Amendment of Provisions to Comply with Law. EVA hereby covenants that it will not, directly or indirectly, initiate or participate in any action or proceeding or otherwise do or cause to be done any act or thing to cause any such covenant or obligation to be terminated, cancelled, voided, nullified, reduced in scope or effect, or otherwise declared unenforceable. If, however, any provision of this Agreement is finally determined or declared by a court or arbitrator to be illegal, unenforceable, invalid, contrary to public policy, void, or voidable, Employee and Company, acting reasonably and in good faith, will negotiate an equitable adjustment to the provisions of this Agreement with the view to effecting, to the greatest extent possible, the original purpose and intent of this Agreement, including the maximum duration, maximum geographic limitation, and maximum prohibited activity scope and other limitations permitted (but not in excess of the Protected Term).

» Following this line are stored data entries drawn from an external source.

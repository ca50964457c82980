//! MCP tool implementations.
//!
//! This module contains all tools exposed by the metadata-inventory server.

pub mod metadata_fetch;
pub mod metadata_get;

pub use metadata_fetch::{MetadataFetchParams, fetch_impl};
pub use metadata_get::{MetadataGetParams, get_impl};
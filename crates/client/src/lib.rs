//! Client code for the metadata inventory.
//!
//! This crate provides URL normalization, the single-attempt HTTP fetch
//! client, outcome classification, and the retry policy used by the server.

pub mod fetch;

pub use fetch::{
    FetchClient, FetchConfig, FetchOutcome, FetchedMetadata, Fetcher, NormalizedUrl, RetryPolicy, UrlError, normalize,
};
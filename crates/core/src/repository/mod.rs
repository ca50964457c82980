//! Persistence of metadata documents keyed by normalized URL.
//!
//! The [`MetadataRepository`] trait is the single capability the service
//! depends on. Two backends implement it:
//!
//! - [`MetadataDb`]: SQLite via tokio-rusqlite, WAL mode, versioned migrations
//! - [`MemoryRepository`]: process-local map with identical upsert semantics

pub mod connection;
pub mod documents;
pub mod memory;
pub mod migrations;

use std::sync::Arc;

use crate::config::{AppConfig, StoreBackend};
use crate::{Error, MetadataDocument};

pub use connection::MetadataDb;
pub use memory::MemoryRepository;

/// Upsert-by-key and find-by-key over metadata documents.
#[async_trait::async_trait]
pub trait MetadataRepository: Send + Sync {
    /// Insert `doc`, or replace the stored document with the same `url`.
    ///
    /// `created_at` is taken from `doc` on insert and preserved on replace;
    /// `updated_at` is always set to the write time. Returns the document as stored.
    async fn upsert(&self, doc: &MetadataDocument) -> Result<MetadataDocument, Error>;

    /// Point lookup by normalized URL. `Ok(None)` means not stored.
    async fn find_by_url(&self, url: &str) -> Result<Option<MetadataDocument>, Error>;
}

/// Construct the repository selected by `config.store_backend`.
pub async fn open(config: &AppConfig) -> Result<Arc<dyn MetadataRepository>, Error> {
    match config.store_backend {
        StoreBackend::Sqlite => {
            tracing::info!(path = %config.db_path.display(), "opening sqlite metadata store");
            Ok(Arc::new(MetadataDb::open(&config.db_path).await?))
        }
        StoreBackend::Memory => {
            tracing::info!("using in-memory metadata store");
            Ok(Arc::new(MemoryRepository::new()))
        }
    }
}
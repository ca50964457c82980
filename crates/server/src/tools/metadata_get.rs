//! metadata_get tool implementation.
//!
//! Serves stored metadata, or schedules a background collection on a miss.

use inventory_core::{Error, MetadataView};
use rmcp::{
    ErrorData as McpError,
    model::{CallToolResult, Content},
};
use schemars::JsonSchema;
use serde::{Deserialize, Serialize};

use crate::service::{Lookup, MetadataService};

/// Input parameters for the metadata_get tool.
#[derive(Debug, Clone, Serialize, Deserialize, JsonSchema)]
pub struct MetadataGetParams {
    /// The URL to look up. Normalized the same way as metadata_fetch.
    pub url: String,
}

/// Output from the metadata_get tool.
#[derive(Debug, Clone, Serialize, Deserialize, JsonSchema)]
#[serde(tag = "status", rename_all = "lowercase")]
pub enum MetadataGetOutput {
    /// Stored metadata was found (http_status 200).
    Cached { http_status: u16, metadata: MetadataView },
    /// Nothing stored yet; collection is running (http_status 202).
    Triggered { http_status: u16, message: String },
}

/// Implementation of the metadata_get tool.
pub async fn get_impl(service: &MetadataService, params: MetadataGetParams) -> Result<CallToolResult, McpError> {
    let output = match service.get_or_trigger(&params.url).await? {
        Lookup::Cached(doc) => MetadataGetOutput::Cached { http_status: 200, metadata: doc.view() },
        Lookup::Triggered(url) => MetadataGetOutput::Triggered {
            http_status: 202,
            message: format!("No metadata yet for {url}. Collection triggered."),
        },
    };
    let json = serde_json::to_string_pretty(&output)
        .map_err(|e| Error::InvalidInput(format!("Failed to serialize metadata: {e}")))?;

    Ok(CallToolResult::success(vec![Content::text(json)]))
}
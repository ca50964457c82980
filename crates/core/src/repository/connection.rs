//! Database connection management with pragma configuration.
//!
//! This module handles opening the SQLite database, applying required pragmas
//! for performance and concurrency (WAL mode), and running migrations.

use super::migrations;
use crate::Error;
use std::path::Path;
use tokio_rusqlite::Connection;

const PRAGMAS: &str = "PRAGMA journal_mode=WAL;
     PRAGMA synchronous=NORMAL;
     PRAGMA temp_store=MEMORY;
     PRAGMA foreign_keys=ON;
     PRAGMA busy_timeout=5000;";

/// Metadata database handle.
///
/// Wraps a tokio-rusqlite Connection that runs database operations
/// on a background thread. Cloning shares the same connection.
#[derive(Clone, Debug)]
pub struct MetadataDb {
    pub(crate) conn: Connection,
}

impl MetadataDb {
    /// Open a database at the specified path.
    ///
    /// Creates the file if it doesn't exist, applies performance pragmas,
    /// and runs any pending migrations.
    pub async fn open(path: impl AsRef<Path>) -> Result<Self, Error> {
        let conn = Connection::open(path).await.map_err(|e| Error::Database(e.into()))?;
        Self::init(conn).await
    }

    /// Open an in-memory database for testing.
    pub async fn open_in_memory() -> Result<Self, Error> {
        let conn = Connection::open_in_memory()
            .await
            .map_err(|e| Error::Database(e.into()))?;
        Self::init(conn).await
    }

    async fn init(conn: Connection) -> Result<Self, Error> {
        conn.call(|conn| {
            conn.execute_batch(PRAGMAS)?;
            Ok(())
        })
        .await
        .map_err(Error::Database)?;

        migrations::run(&conn).await?;

        Ok(Self { conn })
    }
}
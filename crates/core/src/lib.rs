//! Core types and shared functionality for the metadata inventory.
//!
//! This crate provides:
//! - The stored document model
//! - Repository trait with SQLite and in-memory backends
//! - Unified error types
//! - Configuration structures

pub mod config;
pub mod document;
pub mod error;
pub mod repository;

pub use config::{AppConfig, ConfigError, ServerErrorPolicy, StoreBackend};
pub use document::{MetadataDocument, MetadataView};
pub use error::Error;
pub use repository::{MemoryRepository, MetadataDb, MetadataRepository};
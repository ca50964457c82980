//! Fetch outcomes and their classification.
//!
//! A single fetch ends in one of three ways: a completed response, a failure
//! worth retrying, or a failure that retrying cannot fix.
//!
//! ### Transient
//! - Timeouts, refused/reset connections, temporary DNS failures
//! - 408, 429 and 5xx responses under [`ServerErrorPolicy::Retry`]
//!
//! ### Permanent
//! - DNS name does not exist, TLS/certificate rejection
//! - Redirect loops, unparseable responses, status codes outside 100-599

use std::collections::BTreeMap;

use inventory_core::{MetadataDocument, ServerErrorPolicy};

use super::url::NormalizedUrl;

/// Metadata captured from a completed response.
#[derive(Debug, Clone, PartialEq, Eq)]
pub struct FetchedMetadata {
    pub status_code: u16,
    pub headers: BTreeMap<String, String>,
    pub cookies: BTreeMap<String, String>,
    pub page_source: Option<String>,
}

impl FetchedMetadata {
    /// Build the unsaved document for `url`.
    pub fn into_document(self, url: &NormalizedUrl) -> MetadataDocument {
        MetadataDocument::new(url.as_str(), self.status_code, self.headers, self.cookies, self.page_source)
    }
}

/// Result of one fetch attempt.
#[derive(Debug, Clone, PartialEq, Eq)]
pub enum FetchOutcome {
    Success(FetchedMetadata),
    TransientFailure { reason: String },
    PermanentFailure { reason: String },
}

impl FetchOutcome {
    pub fn transient(reason: impl Into<String>) -> Self {
        FetchOutcome::TransientFailure { reason: reason.into() }
    }

    pub fn permanent(reason: impl Into<String>) -> Self {
        FetchOutcome::PermanentFailure { reason: reason.into() }
    }

    pub fn is_transient(&self) -> bool {
        matches!(self, FetchOutcome::TransientFailure { .. })
    }
}

/// Error-chain fragments that mark a failure as permanent.
const PERMANENT_MARKERS: &[&str] = &[
    // TLS
    "certificate",
    "handshake",
    // DNS name does not exist
    "name or service not known",
    "no such host",
    "nodename nor servname",
    "no address associated with hostname",
    // unparseable response head
    "parsed",
    "message head is too large",
];

/// Error-chain fragments that mark a body failure as transient.
const RESET_MARKERS: &[&str] = &["connection reset", "broken pipe", "connection closed", "unexpected eof"];

/// Classify a response status. `None` means the response is a completed fetch.
pub fn classify_status(status: u16, policy: ServerErrorPolicy) -> Option<FetchOutcome> {
    if !(100..=599).contains(&status) {
        return Some(FetchOutcome::permanent(format!("malformed response: status {status}")));
    }

    match (status, policy) {
        (408 | 429, ServerErrorPolicy::Retry) => Some(FetchOutcome::transient(format!("status {status}"))),
        (500..=599, ServerErrorPolicy::Retry) => Some(FetchOutcome::transient(format!("server error: status {status}"))),
        _ => None,
    }
}

/// Full error chain as one lowercased string.
fn error_chain(err: &(dyn std::error::Error + 'static)) -> String {
    let mut parts = vec![err.to_string()];
    let mut source = err.source();
    while let Some(e) = source {
        parts.push(e.to_string());
        source = e.source();
    }
    parts.join(": ").to_lowercase()
}

fn has_marker(chain: &str, markers: &[&str]) -> bool {
    markers.iter().any(|m| chain.contains(m))
}

/// Classify a transport error from reqwest.
pub fn classify_error(err: &reqwest::Error) -> FetchOutcome {
    let chain = error_chain(err);

    if err.is_timeout() {
        return FetchOutcome::transient(format!("timed out: {chain}"));
    }
    if has_marker(&chain, PERMANENT_MARKERS) {
        return FetchOutcome::permanent(chain);
    }
    if err.is_redirect() || err.is_builder() {
        return FetchOutcome::permanent(chain);
    }
    if err.is_body() || err.is_decode() {
        if has_marker(&chain, RESET_MARKERS) {
            return FetchOutcome::transient(chain);
        }
        return FetchOutcome::permanent(format!("malformed response: {chain}"));
    }

    // connect and send failures
    FetchOutcome::transient(chain)
}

If Employee and Company are unable to reach such a negotiated adjustment after such determination or declaration is made by a court or arbitrator, either party may require such adjustment to be determined in an application to a court in accordance with Section 5.14. In any event, the applicable court or arbitrator is hereby authorized and directed to construe and enforce the applicable provisions of this Agreement as if the duration, geographic scope, or scope of activity in question, or any other part of such provisions, has been more narrowly drawn so as not to be invalid or unenforceable, and the validity and enforceability of the remaining provisions of this Agreement will not be affected by any amendment contemplated by or made pursuant to this Section 4.4.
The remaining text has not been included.